Visitors and More Visitors

UGANDA | Friday, 4 August 2006 | Views [615]

Local kids watching the bird watchers

Local kids watching the bird watchers

We have had more visitors in the past 3 days than in the past 3 months.  The Busingiro area is a major destination for bird watchers from around the world.  Monday afternoon a couple from Capetown arrived in their pick-up camper to do some birding.  I had an immediate flashback to Rocinante, Steinbeck’s home-on-wheels in “Travels with Charlie”.  They have been modifying it for five years though it will never achieve perfection.  That’s the way we campers are! They have driven as far north as possible through Zambia and Tanzania and will return through Malawi and Mozambique.  It’s quite a trip in the converted Land Rover.  But these are not the “real adventurers”. 

Along the way, they met a couple from Australia who are traveling on a Harley Davidson.  Before they began their trip they registered the engine and chassis serial  numbers and have now covered 450,000 kilometers and visited 168 countries on the same Harley.  Their goal is all 190-something nations recognized by the United Nations!  And we whinge about a rainy ride to Masindi….. check them out through Google: Forwood is the name.  Explorer’s Club material I should think.

We checked in with Kara at Kinyara yesterday.  She is the only white woman on Kinyara, the others have sought safe haven from the strikers in Kampala.  She is staying with Richard who is weak but improving. Jack (GM) McLean has brought in private security police to keep order until thinks are settled but no one is permitted entry just now.

More campers, also from South Africa arrived and took Vincent to the “Royal Mile”.  They also live in Capetown and have their three boys in tow. So much for peace and quiet for a while.  They didn’t object to the prices nor to the booking surcharge but refused the 1900/= exchange rate opting for 1850/=, a saving of $1.50 – hardly worth arguing over.

At dinner time in rolls a bus with a group of students and their chaperones from the U.K.  They got a late start from Masindi where they are building a school nearby and wouldn’t be able to reach Nile Safari Camp before dark – nor could they afford it.  Connie called New Court on the off-chance Sally had 13 beds but no luck there.  So they are bedded down on the floor in the education center and cooking in the pavilion avoiding the freshly painted floor.  I guess Stephanie doesn’t have to know.  We’ll chalk it up to good PR and a desire for us muzungu volunteers to stick together.  But I suspect it will be an earplug night. 

We each had a restless night, no wonder. The baboons barked off and on, probably sensing a leopard on the prowl and it was warm and muggy and perhaps we ate too much pasta.  On top of which it was a hectic day, the last class day for this term. 

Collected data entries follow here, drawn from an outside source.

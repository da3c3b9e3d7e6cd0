//! 同步引擎
//!
//! 逐层配对本地目录与远程目录：每层列一次本地、列一次远程，按名称取并集
//! 后逐项决定动作，目录深度优先递归。所有调用顺序执行，不并发。

use crate::core::conflict::{write_local_atomic, ConflictResolver};
use crate::core::exclude::ExclusionMatcher;
use crate::core::hasher::content_hash_file;
use crate::core::outcome::{LogEvent, LogKind, LogSink, SyncOutcome};
use crate::core::snapshot::{FileSnapshot, Snapshot, SnapshotStore};
use crate::db::{Direction, SyncPair};
use crate::error::{RemoteError, SyncError, SyncResult};
use crate::remote::{join_remote, RemoteEntry, RemoteStore};
use futures::future::{BoxFuture, FutureExt};
use std::collections::{BTreeMap, HashMap, HashSet};
use std::path::{Path, PathBuf};
use std::sync::Arc;
use tracing::{debug, error, info, warn};

/// 本地临时文件后缀，列目录时忽略
const TEMP_SUFFIXES: [&str; 2] = [".dropsync-part", ".dropsync-tmp"];

/// 本地目录中的一个子项
#[derive(Debug, Clone)]
struct LocalChild {
    name: String,
    path: PathBuf,
    is_dir: bool,
}

/// 远程目录列举结果
enum Listing {
    Entries(Vec<RemoteEntry>),
    /// 远程目录不存在
    Missing,
    /// 列举失败，已记录错误
    Failed,
}

/// 单次运行的可变状态，由遍历独占
struct RunState<'s> {
    outcome: SyncOutcome,
    sink: &'s dyn LogSink,
    exclusions: ExclusionMatcher,
    mirror: bool,
    old_snapshot: Snapshot,
    new_snapshot: Snapshot,
}

impl<'s> RunState<'s> {
    fn new(pair: &SyncPair, sink: &'s dyn LogSink) -> Self {
        Self {
            outcome: SyncOutcome::new(&pair.id),
            sink,
            exclusions: ExclusionMatcher::new(&pair.excluded_paths),
            mirror: pair.method.is_mirror(),
            old_snapshot: Snapshot::new(),
            new_snapshot: Snapshot::new(),
        }
    }

    async fn log(&mut self, event: LogEvent) {
        match event.kind {
            LogKind::Error => error!("{} {}", event.message, event.details.as_deref().unwrap_or("")),
            LogKind::Conflict => warn!("{}", event.message),
            _ => info!("{}", event.message),
        }
        self.sink.emit(&event).await;
        self.outcome.events.push(event);
    }

    /// 记录逐项失败并计数
    async fn fail(&mut self, message: String, err: &(dyn std::fmt::Display + Sync)) {
        self.outcome.errors += 1;
        self.log(LogEvent::error(message).with_details(err.to_string())).await;
    }

    fn record(&mut self, rel_path: &str, hash: Option<String>) {
        self.new_snapshot
            .insert(rel_path.to_string(), FileSnapshot::new(rel_path, hash));
    }

    fn was_synced(&self, rel_path: &str) -> Option<&FileSnapshot> {
        self.old_snapshot.get(rel_path)
    }

    /// 保留旧快照中该路径及其子路径的记录（本轮无法确认状态时使用）
    fn carry_forward(&mut self, rel_prefix: &str) {
        let prefix = format!("{}/", rel_prefix);
        let kept: Vec<FileSnapshot> = self
            .old_snapshot
            .values()
            .filter(|s| rel_prefix.is_empty() || s.path == rel_prefix || s.path.starts_with(&prefix))
            .filter(|s| !self.exclusions.matches(&s.path))
            .cloned()
            .collect();

        for entry in kept {
            self.new_snapshot.entry(entry.path.clone()).or_insert(entry);
        }
    }
}

fn join_rel(rel: &str, name: &str) -> String {
    if rel.is_empty() {
        name.to_string()
    } else {
        format!("{}/{}", rel, name)
    }
}

/// 远程路径不区分大小写，配对时按小写名称
fn name_key(name: &str) -> String {
    name.to_lowercase()
}

/// 两个哈希都已知且相同才视为相等
fn hashes_equal(a: Option<&str>, b: Option<&str>) -> bool {
    matches!((a, b), (Some(x), Some(y)) if x == y)
}

/// 认证失败需要中止整次运行，其它错误交给调用方逐项处理
fn fatal(err: RemoteError) -> SyncResult<RemoteError> {
    if err.is_unauthorized() {
        Err(SyncError::Unauthorized)
    } else {
        Ok(err)
    }
}

async fn list_local(dir: &Path) -> std::io::Result<Vec<LocalChild>> {
    let mut read_dir = match tokio::fs::read_dir(dir).await {
        Ok(rd) => rd,
        Err(e) if e.kind() == std::io::ErrorKind::NotFound => return Ok(Vec::new()),
        Err(e) => return Err(e),
    };

    let mut children = Vec::new();
    while let Some(entry) = read_dir.next_entry().await? {
        let Ok(name) = entry.file_name().into_string() else {
            debug!("跳过非 UTF-8 文件名: {:?}", entry.path());
            continue;
        };
        if TEMP_SUFFIXES.iter().any(|s| name.ends_with(s)) {
            continue;
        }

        let path = entry.path();
        let file_type = match entry.file_type().await {
            Ok(t) => t,
            Err(e) => {
                debug!("跳过无法读取的条目 {:?}: {}", path, e);
                continue;
            }
        };

        // 不进入符号链接指向的目录，指向文件的链接按文件处理
        let is_dir = if file_type.is_symlink() {
            match tokio::fs::metadata(&path).await {
                Ok(m) if m.is_dir() => {
                    debug!("跳过指向目录的符号链接: {:?}", path);
                    continue;
                }
                Ok(_) => false,
                Err(e) => {
                    debug!("跳过失效的符号链接 {:?}: {}", path, e);
                    continue;
                }
            }
        } else {
            file_type.is_dir()
        };

        children.push(LocalChild { name, path, is_dir });
    }

    Ok(children)
}

/// 同步引擎
pub struct SyncEngine {
    remote: Arc<dyn RemoteStore>,
    snapshots: Arc<dyn SnapshotStore>,
}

I got up early on Friday to make sure our unexpected company cleared out on time.  They invited us to join them at Nile Safari Camp, a nice gesture, but we passed.  They did make a 10,000/= donation to A,V, and P which I guess was appreciated, but I heard no “asantes”.  Vincent went to “Royal Mile” with an elderly (actually my age) single woman birder.  She impressed me, traveling alone from her home in Zurich where she is known as “our crazy aunt”, but says she has gotten used to it. 

While Amnon and I taught the morning session the three South African boys audited the class.  Rupert, the eldest, reminds me of my nephew Tyler at 13, the same angelic face, but unlike my nephew, he is already a serious birder.  Amnon, by the way, taught classification for the first time and added a few very good tricks that we have noted and will incorporate.

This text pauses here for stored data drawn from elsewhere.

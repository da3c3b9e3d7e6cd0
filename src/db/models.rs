use crate::core::outcome::LogKind;
use serde::{Deserialize, Serialize};
use std::path::PathBuf;

/// 同步方式
#[derive(Debug, Clone, Copy, Serialize, Deserialize, PartialEq, Eq)]
#[serde(rename_all = "snake_case")]
pub enum SyncMethod {
    PushOnly,
    PushMirror,
    PullOnly,
    PullMirror,
    TwoWay,
}

/// 遍历方向
#[derive(Debug, Clone, Copy, PartialEq, Eq)]
pub enum Direction {
    Push,
    Pull,
    TwoWay,
}

impl SyncMethod {
    pub fn direction(&self) -> Direction {
        match self {
            SyncMethod::PushOnly | SyncMethod::PushMirror => Direction::Push,
            SyncMethod::PullOnly | SyncMethod::PullMirror => Direction::Pull,
            SyncMethod::TwoWay => Direction::TwoWay,
        }
    }

    /// 镜像模式会删除目标端多余的条目
    pub fn is_mirror(&self) -> bool {
        matches!(self, SyncMethod::PushMirror | SyncMethod::PullMirror)
    }

    pub fn as_str(&self) -> &'static str {
        match self {
            SyncMethod::PushOnly => "push_only",
            SyncMethod::PushMirror => "push_mirror",
            SyncMethod::PullOnly => "pull_only",
            SyncMethod::PullMirror => "pull_mirror",
            SyncMethod::TwoWay => "two_way",
        }
    }

    pub fn parse(s: &str) -> Option<Self> {
        // 兼容带引号的旧数据
        match s.trim_matches('"') {
            "push_only" => Some(SyncMethod::PushOnly),
            "push_mirror" => Some(SyncMethod::PushMirror),
            "pull_only" => Some(SyncMethod::PullOnly),
            "pull_mirror" => Some(SyncMethod::PullMirror),
            "two_way" => Some(SyncMethod::TwoWay),
            _ => None,
        }
    }
}

/// 同步对：一个本地目录与一个远程目录
#[derive(Debug, Clone, Serialize, Deserialize)]
#[serde(rename_all = "camelCase")]
pub struct SyncPair {
    pub id: String,
    pub local_root: PathBuf,
    pub remote_path: String,
    pub method: SyncMethod,
    pub enabled: bool,
    /// 相对路径，命中则整棵子树被排除
    pub excluded_paths: Vec<String>,
    pub last_status: String,
    pub created_at: i64,
    pub updated_at: i64,
}

// 数据库表模型
#[derive(Debug, Clone, sqlx::FromRow)]
pub struct SyncPairRow {
    pub id: String,
    pub local_root: String,
    pub remote_path: String,
    pub method: String,
    pub enabled: bool,
    pub excluded_paths: String,
    pub last_status: String,
    pub created_at: i64,
    pub updated_at: i64,
}

impl TryFrom<SyncPairRow> for SyncPair {
    type Error = anyhow::Error;

    fn try_from(row: SyncPairRow) -> Result<Self, Self::Error> {
        let method = SyncMethod::parse(&row.method)
            .ok_or_else(|| anyhow::anyhow!("Invalid sync method: {}", row.method))?;
        let excluded_paths: Vec<String> = serde_json::from_str(&row.excluded_paths)?;

        Ok(SyncPair {
            id: row.id,
            local_root: PathBuf::from(row.local_root),
            remote_path: row.remote_path,
            method,
            enabled: row.enabled,
            excluded_paths,
            last_status: row.last_status,
            created_at: row.created_at,
            updated_at: row.updated_at,
        })
    }
}

/// 持久化的同步历史
#[derive(Debug, Clone, Serialize, Deserialize, sqlx::FromRow)]
#[serde(rename_all = "camelCase")]
pub struct SyncHistoryLog {
    pub id: i64,
    /// 同步对 ID，全局事件为 GLOBAL
    pub pair_id: String,
    pub timestamp: i64,
    pub kind: String,
    pub message: String,
    pub details: Option<String>,
}

impl SyncHistoryLog {
    pub const GLOBAL: &'static str = "GLOBAL";
    /// 最多保留的历史条数
    pub const MAX_ENTRIES: i64 = 100;

    pub fn log_kind(&self) -> LogKind {
        LogKind::from(self.kind.as_str())
    }
}
pub mod dropbox;
pub mod local;

use crate::config::{RemoteConfig, RemoteKind};
use crate::error::RemoteError;
use anyhow::Result;
use async_trait::async_trait;
use serde::{Deserialize, Serialize};
use std::sync::Arc;

pub use dropbox::DropboxStore;
pub use local::LocalFolderStore;

/// 远程目录中的一个条目（每次列目录时生成，不持久化）
#[derive(Debug, Clone, PartialEq, Eq, Serialize, Deserialize)]
#[serde(rename_all = "camelCase")]
pub struct RemoteEntry {
    pub name: String,
    pub display_path: String,
    pub lower_path: String,
    pub is_folder: bool,
    /// 仅文件有，算法见 `core::hasher`
    pub content_hash: Option<String>,
    pub size: u64,
}

impl RemoteEntry {
    pub fn folder(name: &str, display_path: &str) -> Self {
        Self {
            name: name.to_string(),
            display_path: display_path.to_string(),
            lower_path: display_path.to_lowercase(),
            is_folder: true,
            content_hash: None,
            size: 0,
        }
    }

    pub fn file(name: &str, display_path: &str, content_hash: Option<String>, size: u64) -> Self {
        Self {
            name: name.to_string(),
            display_path: display_path.to_string(),
            lower_path: display_path.to_lowercase(),
            is_folder: false,
            content_hash,
            size,
        }
    }
}

/// 远程存储抽象接口
#[async_trait]
pub trait RemoteStore: Send + Sync {
    /// 列出目录的直接子项（完整结果，内部处理分页）
    async fn list_folder(&self, path: &str) -> Result<Vec<RemoteEntry>, RemoteError>;

    /// 覆盖写入文件，父目录自动创建
    async fn upload_file(&self, path: &str, data: Vec<u8>) -> Result<(), RemoteError>;

    async fn download_file(&self, path: &str) -> Result<Vec<u8>, RemoteError>;

    /// 删除文件或目录
    async fn delete_file(&self, path: &str) -> Result<(), RemoteError>;

    /// 创建目录，已存在视为成功
    async fn create_folder(&self, path: &str) -> Result<(), RemoteError>;

    /// 获取存储名称（用于日志）
    fn name(&self) -> &str;
}

/// 拼接远程路径，"" 和 "/" 都表示根目录
pub fn join_remote(base: &str, name: &str) -> String {
    let base = base.trim_end_matches('/');
    format!("{}/{}", base, name)
}

/// 列目录结果排序：目录在前，同类按小写名称
pub fn sort_entries(entries: &mut [RemoteEntry]) {
    entries.sort_by(|a, b| {
        b.is_folder
            .cmp(&a.is_folder)
            .then_with(|| a.name.to_lowercase().cmp(&b.name.to_lowercase()))
    });
}

/// 根据配置创建远程存储实例
pub fn create_remote(config: &RemoteConfig) -> Result<Option<Arc<dyn RemoteStore>>> {
    match config.kind {
        RemoteKind::Dropbox => {
            let Some(token) = config.effective_token() else {
                tracing::warn!("未配置访问令牌");
                return Ok(None);
            };
            tracing::info!("初始化 Dropbox 存储");
            Ok(Some(Arc::new(DropboxStore::new(&token)?) as Arc<dyn RemoteStore>))
        }
        RemoteKind::Local => {
            let root = config
                .root
                .as_ref()
                .ok_or_else(|| anyhow::anyhow!("Local remote requires root"))?;
            tracing::info!("初始化本地目录存储: {}", root);
            Ok(Some(Arc::new(LocalFolderStore::new(root)?) as Arc<dyn RemoteStore>))
        }
    }
}

#[cfg(test)]
mod tests {
    use super::*;

    #[test]
    fn test_join_remote() {
        assert_eq!(join_remote("", "a.txt"), "/a.txt");
        assert_eq!(join_remote("/", "a.txt"), "/a.txt");
        assert_eq!(join_remote("/Docs", "a.txt"), "/Docs/a.txt");
        assert_eq!(join_remote("/Docs/", "a.txt"), "/Docs/a.txt");
    }

    #[test]
    fn test_sort_entries_folders_first() {
        let mut entries = vec![
            RemoteEntry::file("b.txt", "/b.txt", None, 1),
            RemoteEntry::folder("Zeta", "/Zeta"),
            RemoteEntry::file("A.txt", "/A.txt", None, 1),
            RemoteEntry::folder("alpha", "/alpha"),
        ];
        sort_entries(&mut entries);
        let names: Vec<_> = entries.iter().map(|e| e.name.as_str()).collect();
        assert_eq!(names, vec!["alpha", "Zeta", "A.txt", "b.txt"]);
    }
}
//! 错误类型

use thiserror::Error;

/// 远程存储调用错误
#[derive(Error, Debug)]
pub enum RemoteError {
    /// 访问令牌缺失或被拒绝，整个同步周期必须中止
    #[error("远程服务拒绝访问（令牌无效或已过期）")]
    Unauthorized,

    #[error("远程路径不存在: {0}")]
    NotFound(String),

    #[error("远程 API 错误 ({status}): {body}")]
    Api { status: u16, body: String },

    #[error("HTTP 请求失败: {0}")]
    Http(#[from] reqwest::Error),

    #[error("IO 错误: {0}")]
    Io(#[from] std::io::Error),

    #[error("响应解析失败: {0}")]
    Decode(#[from] serde_json::Error),

    #[error("非法路径: {0}")]
    InvalidPath(String),
}

impl RemoteError {
    pub fn is_unauthorized(&self) -> bool {
        matches!(self, RemoteError::Unauthorized)
    }

    pub fn is_not_found(&self) -> bool {
        matches!(self, RemoteError::NotFound(_))
    }
}

/// 单次同步运行的致命错误，逐项失败不会以此形式返回
#[derive(Error, Debug)]
pub enum SyncError {
    #[error("远程服务拒绝访问，同步已中止")]
    Unauthorized,

    #[error("本地目录不存在: {0}")]
    LocalRootMissing(String),

    #[error("远程存储错误: {0}")]
    Remote(RemoteError),

    #[error("IO 错误: {0}")]
    Io(#[from] std::io::Error),

    #[error("存储错误: {0}")]
    Storage(String),
}

impl From<RemoteError> for SyncError {
    fn from(err: RemoteError) -> Self {
        match err {
            RemoteError::Unauthorized => SyncError::Unauthorized,
            other => SyncError::Remote(other),
        }
    }
}

pub type SyncResult<T> = std::result::Result<T, SyncError>;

Another couple from Switzerland, arrived at lunch time and as the weather was threatening they opted to watch and photograph the afternoon session rather than bird so Vincent got another chance to teach.  Vincent and Amnon have turned out to be much better than I expected or even hoped and I wonder if they can pick up from here next term.  Next to arrive was a group from Makwere University School of Eco-tourism but their NFA guides handled them.  Ronnie from Masindi who is trying to get an Eco-tourism internship came once again.  I hope something works out for him.  He’s a nice kid and very persistent.  Lotsa pasta for supper.  The fridge is getting empty and there is lots of room on our shelves so the end must be near.

Neither of us is anxious to do anymore riding so Vincent is doing the school pick-ups and Masindi errands today.  He may as well get used to it.  After a bath I expected a quiet day while Amnon finished the painting. But our U.K. kids returned for a picnic and a forest walk and Joffa delivered the rest of the furniture.  Not unexpected considering Africans’ lack of attention to detail, the glass is covered with varnish, there are obvious flaws in the work and the locks don’t function – not a Norm Abram project for sure.  But that’s the last tick on our list assuming Vincent gets the passenger seat on the bike.  As the Lone Ranger said. “Well, Tonto, our work here is done.  Hi, ho, Silver”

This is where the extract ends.